Exercise details:
Among the lines below, count those with "table". Give only the number.

>>>>>

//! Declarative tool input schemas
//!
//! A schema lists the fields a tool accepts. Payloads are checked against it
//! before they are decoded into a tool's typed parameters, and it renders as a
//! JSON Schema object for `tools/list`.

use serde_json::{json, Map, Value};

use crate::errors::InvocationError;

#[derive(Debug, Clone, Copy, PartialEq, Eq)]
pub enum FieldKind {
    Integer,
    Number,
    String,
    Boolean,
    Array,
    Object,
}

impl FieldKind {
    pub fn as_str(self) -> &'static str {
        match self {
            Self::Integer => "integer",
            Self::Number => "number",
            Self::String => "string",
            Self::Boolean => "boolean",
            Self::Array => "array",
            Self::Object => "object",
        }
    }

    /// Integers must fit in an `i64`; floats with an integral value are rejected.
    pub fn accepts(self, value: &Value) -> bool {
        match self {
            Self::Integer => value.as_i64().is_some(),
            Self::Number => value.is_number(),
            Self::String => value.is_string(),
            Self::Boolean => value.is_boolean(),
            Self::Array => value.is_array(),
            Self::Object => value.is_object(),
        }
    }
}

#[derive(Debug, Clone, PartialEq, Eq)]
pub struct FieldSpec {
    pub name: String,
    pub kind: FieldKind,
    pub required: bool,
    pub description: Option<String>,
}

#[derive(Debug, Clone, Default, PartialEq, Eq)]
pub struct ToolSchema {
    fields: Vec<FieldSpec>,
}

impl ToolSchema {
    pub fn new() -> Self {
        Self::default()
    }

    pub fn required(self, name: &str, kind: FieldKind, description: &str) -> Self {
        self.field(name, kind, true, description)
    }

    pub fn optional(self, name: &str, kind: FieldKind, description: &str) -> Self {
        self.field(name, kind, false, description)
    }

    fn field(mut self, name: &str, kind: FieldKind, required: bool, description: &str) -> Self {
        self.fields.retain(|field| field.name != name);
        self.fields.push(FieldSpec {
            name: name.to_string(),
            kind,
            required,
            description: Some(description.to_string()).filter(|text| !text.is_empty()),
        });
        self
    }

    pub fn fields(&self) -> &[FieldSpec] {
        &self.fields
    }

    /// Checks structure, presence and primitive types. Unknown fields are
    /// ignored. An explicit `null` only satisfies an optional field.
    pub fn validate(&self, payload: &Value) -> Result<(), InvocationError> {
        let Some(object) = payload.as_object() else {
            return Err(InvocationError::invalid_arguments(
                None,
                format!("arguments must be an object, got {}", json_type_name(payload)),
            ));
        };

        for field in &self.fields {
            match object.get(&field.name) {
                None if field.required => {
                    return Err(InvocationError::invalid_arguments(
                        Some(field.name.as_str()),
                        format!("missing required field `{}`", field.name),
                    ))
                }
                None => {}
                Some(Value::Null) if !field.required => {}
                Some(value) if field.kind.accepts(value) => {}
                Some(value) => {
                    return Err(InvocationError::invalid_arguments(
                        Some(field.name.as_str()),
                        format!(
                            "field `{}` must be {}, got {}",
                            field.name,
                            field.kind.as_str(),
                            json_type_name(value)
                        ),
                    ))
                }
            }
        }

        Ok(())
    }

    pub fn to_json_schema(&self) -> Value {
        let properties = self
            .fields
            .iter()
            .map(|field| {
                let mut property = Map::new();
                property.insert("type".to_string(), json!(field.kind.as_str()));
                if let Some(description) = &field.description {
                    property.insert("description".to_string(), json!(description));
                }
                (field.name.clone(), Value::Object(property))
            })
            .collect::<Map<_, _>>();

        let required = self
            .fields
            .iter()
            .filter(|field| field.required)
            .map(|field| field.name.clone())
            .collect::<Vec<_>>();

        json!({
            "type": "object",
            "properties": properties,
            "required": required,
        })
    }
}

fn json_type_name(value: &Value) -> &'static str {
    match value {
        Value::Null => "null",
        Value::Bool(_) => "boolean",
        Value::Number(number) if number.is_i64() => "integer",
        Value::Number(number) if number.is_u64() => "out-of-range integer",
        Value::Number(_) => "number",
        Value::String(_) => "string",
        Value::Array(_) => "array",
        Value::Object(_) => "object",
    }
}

<<<<<
>>>>>

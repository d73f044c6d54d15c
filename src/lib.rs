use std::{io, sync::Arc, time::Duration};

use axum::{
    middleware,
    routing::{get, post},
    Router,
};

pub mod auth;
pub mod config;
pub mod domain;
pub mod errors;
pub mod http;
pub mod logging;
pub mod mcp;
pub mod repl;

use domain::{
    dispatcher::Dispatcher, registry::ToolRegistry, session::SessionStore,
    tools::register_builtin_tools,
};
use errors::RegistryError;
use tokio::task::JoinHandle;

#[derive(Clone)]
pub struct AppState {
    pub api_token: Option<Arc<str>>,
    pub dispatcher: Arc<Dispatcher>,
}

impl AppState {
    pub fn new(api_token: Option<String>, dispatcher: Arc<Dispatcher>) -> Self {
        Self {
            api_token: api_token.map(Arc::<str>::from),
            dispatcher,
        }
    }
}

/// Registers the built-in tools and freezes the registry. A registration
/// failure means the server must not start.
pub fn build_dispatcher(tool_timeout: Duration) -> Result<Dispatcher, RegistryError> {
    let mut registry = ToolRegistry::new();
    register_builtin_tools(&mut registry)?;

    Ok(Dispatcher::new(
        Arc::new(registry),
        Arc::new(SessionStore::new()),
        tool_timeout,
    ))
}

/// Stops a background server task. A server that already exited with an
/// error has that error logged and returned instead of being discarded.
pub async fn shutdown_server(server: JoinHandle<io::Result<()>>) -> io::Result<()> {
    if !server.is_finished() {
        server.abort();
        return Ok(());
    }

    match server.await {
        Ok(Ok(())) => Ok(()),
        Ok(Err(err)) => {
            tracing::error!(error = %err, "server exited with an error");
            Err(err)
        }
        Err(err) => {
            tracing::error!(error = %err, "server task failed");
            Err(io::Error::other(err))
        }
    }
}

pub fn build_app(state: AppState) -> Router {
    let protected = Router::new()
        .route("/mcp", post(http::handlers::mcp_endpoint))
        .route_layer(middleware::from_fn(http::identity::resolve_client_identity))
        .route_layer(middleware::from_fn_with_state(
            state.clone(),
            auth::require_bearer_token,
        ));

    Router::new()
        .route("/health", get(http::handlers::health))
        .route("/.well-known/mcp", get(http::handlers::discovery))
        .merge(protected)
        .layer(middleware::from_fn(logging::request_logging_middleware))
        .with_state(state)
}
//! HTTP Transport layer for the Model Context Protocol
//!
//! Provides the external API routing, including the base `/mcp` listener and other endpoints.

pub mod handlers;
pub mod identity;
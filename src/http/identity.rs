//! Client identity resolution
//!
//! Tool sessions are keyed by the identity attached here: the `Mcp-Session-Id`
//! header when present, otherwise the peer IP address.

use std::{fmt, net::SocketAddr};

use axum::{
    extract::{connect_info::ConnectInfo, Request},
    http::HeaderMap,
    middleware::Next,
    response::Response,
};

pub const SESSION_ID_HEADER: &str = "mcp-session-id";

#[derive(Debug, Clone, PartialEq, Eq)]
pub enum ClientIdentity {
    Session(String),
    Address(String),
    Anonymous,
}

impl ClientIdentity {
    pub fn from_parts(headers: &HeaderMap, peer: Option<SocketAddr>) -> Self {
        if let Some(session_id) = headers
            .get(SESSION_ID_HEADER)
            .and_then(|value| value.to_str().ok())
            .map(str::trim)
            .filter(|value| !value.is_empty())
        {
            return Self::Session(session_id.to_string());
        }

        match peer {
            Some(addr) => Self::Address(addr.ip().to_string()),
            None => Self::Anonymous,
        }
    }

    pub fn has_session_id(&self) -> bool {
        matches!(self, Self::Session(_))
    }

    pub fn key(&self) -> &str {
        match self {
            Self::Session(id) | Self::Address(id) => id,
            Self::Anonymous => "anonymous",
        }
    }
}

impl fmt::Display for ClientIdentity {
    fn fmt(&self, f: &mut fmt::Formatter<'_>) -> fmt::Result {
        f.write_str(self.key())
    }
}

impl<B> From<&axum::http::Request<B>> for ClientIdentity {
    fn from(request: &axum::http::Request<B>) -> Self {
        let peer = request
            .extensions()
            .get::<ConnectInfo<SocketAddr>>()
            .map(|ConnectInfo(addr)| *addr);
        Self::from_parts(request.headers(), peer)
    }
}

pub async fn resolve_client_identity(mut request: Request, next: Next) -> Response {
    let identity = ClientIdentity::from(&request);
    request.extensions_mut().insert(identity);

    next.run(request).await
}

<<<<<
>>>>>

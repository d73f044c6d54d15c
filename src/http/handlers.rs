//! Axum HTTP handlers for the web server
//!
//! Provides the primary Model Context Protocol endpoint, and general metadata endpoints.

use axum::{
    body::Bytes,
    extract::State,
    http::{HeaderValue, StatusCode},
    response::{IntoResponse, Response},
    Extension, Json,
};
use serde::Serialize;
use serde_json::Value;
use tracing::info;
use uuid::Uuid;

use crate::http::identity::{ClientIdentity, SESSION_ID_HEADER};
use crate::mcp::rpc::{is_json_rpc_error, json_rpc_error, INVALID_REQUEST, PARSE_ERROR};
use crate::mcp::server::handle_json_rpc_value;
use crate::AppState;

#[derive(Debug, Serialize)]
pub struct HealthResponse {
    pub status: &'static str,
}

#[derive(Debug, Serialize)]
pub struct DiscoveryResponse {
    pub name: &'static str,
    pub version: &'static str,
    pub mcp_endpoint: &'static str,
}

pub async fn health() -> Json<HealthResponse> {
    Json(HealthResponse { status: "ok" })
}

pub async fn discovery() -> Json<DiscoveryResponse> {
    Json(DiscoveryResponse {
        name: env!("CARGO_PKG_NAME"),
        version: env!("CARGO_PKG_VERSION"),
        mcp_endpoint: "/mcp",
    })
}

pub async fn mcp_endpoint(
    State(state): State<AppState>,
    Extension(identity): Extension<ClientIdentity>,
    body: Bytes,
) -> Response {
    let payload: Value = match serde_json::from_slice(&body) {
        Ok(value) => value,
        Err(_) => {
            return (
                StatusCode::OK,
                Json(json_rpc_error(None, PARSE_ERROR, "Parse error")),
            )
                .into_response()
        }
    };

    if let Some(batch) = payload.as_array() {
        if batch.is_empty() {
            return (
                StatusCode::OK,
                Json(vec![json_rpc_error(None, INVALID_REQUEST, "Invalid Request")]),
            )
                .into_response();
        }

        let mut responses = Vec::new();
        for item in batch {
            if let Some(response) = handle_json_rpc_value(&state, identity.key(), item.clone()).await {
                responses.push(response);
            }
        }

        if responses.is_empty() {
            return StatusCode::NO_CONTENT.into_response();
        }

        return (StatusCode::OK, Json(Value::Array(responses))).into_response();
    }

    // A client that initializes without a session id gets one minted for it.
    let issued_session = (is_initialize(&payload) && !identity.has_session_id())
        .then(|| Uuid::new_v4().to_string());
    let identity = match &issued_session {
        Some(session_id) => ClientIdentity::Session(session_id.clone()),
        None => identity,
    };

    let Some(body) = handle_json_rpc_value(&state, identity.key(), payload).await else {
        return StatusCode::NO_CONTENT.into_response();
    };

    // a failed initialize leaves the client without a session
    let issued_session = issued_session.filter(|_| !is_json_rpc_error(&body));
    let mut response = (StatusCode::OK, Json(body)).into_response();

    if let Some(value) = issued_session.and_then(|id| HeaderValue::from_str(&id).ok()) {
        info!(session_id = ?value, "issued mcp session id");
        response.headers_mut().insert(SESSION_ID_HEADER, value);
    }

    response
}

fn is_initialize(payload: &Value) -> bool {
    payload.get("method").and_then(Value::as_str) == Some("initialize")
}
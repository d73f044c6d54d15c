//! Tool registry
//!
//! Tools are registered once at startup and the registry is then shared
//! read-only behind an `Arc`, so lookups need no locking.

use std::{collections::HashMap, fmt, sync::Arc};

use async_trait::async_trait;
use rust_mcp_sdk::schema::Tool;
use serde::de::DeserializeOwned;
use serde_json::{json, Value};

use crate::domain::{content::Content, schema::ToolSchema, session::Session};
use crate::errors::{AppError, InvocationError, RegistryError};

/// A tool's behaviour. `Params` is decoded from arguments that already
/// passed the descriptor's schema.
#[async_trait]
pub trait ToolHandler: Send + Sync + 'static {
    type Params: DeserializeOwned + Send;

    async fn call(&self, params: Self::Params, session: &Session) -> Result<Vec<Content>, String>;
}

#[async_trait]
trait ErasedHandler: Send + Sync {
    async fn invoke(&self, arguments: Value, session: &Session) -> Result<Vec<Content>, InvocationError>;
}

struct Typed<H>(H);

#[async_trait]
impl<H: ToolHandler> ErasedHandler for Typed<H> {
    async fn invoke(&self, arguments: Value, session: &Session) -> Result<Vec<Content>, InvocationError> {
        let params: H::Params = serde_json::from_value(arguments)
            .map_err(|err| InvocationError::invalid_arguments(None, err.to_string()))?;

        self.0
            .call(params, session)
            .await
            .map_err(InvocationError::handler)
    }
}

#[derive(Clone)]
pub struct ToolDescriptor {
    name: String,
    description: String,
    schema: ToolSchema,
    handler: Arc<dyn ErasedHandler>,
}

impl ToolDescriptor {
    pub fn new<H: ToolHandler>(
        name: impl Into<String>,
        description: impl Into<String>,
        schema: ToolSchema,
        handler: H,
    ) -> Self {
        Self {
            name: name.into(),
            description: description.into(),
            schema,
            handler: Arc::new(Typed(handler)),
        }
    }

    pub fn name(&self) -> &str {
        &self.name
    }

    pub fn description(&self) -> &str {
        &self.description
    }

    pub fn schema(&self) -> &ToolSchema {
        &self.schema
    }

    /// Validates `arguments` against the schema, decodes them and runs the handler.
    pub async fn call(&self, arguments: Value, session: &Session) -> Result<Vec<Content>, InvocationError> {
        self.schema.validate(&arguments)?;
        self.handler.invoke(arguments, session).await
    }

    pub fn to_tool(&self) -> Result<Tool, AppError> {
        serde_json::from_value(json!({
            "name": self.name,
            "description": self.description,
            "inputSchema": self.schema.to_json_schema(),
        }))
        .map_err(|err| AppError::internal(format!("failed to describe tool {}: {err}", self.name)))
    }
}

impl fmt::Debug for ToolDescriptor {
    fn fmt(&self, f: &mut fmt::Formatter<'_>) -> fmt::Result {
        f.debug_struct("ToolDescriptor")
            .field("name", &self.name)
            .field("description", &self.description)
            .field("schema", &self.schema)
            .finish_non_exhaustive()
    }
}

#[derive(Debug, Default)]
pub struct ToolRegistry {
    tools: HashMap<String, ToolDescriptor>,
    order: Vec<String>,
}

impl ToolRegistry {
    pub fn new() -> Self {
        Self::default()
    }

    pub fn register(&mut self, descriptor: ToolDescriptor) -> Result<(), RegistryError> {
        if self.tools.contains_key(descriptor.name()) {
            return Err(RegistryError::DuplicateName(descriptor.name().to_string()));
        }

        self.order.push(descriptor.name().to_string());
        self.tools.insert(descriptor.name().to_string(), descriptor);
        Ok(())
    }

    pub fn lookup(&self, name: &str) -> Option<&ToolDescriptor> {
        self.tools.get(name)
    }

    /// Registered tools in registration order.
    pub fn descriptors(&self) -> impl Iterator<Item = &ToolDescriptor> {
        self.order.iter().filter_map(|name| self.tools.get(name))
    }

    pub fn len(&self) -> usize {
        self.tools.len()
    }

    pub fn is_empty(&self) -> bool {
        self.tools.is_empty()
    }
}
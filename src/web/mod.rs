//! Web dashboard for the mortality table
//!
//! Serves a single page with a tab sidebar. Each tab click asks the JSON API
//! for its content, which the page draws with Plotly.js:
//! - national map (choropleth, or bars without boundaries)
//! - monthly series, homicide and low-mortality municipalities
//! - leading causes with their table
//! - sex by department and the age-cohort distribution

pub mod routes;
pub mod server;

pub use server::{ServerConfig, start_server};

<<<<<

Your response:
2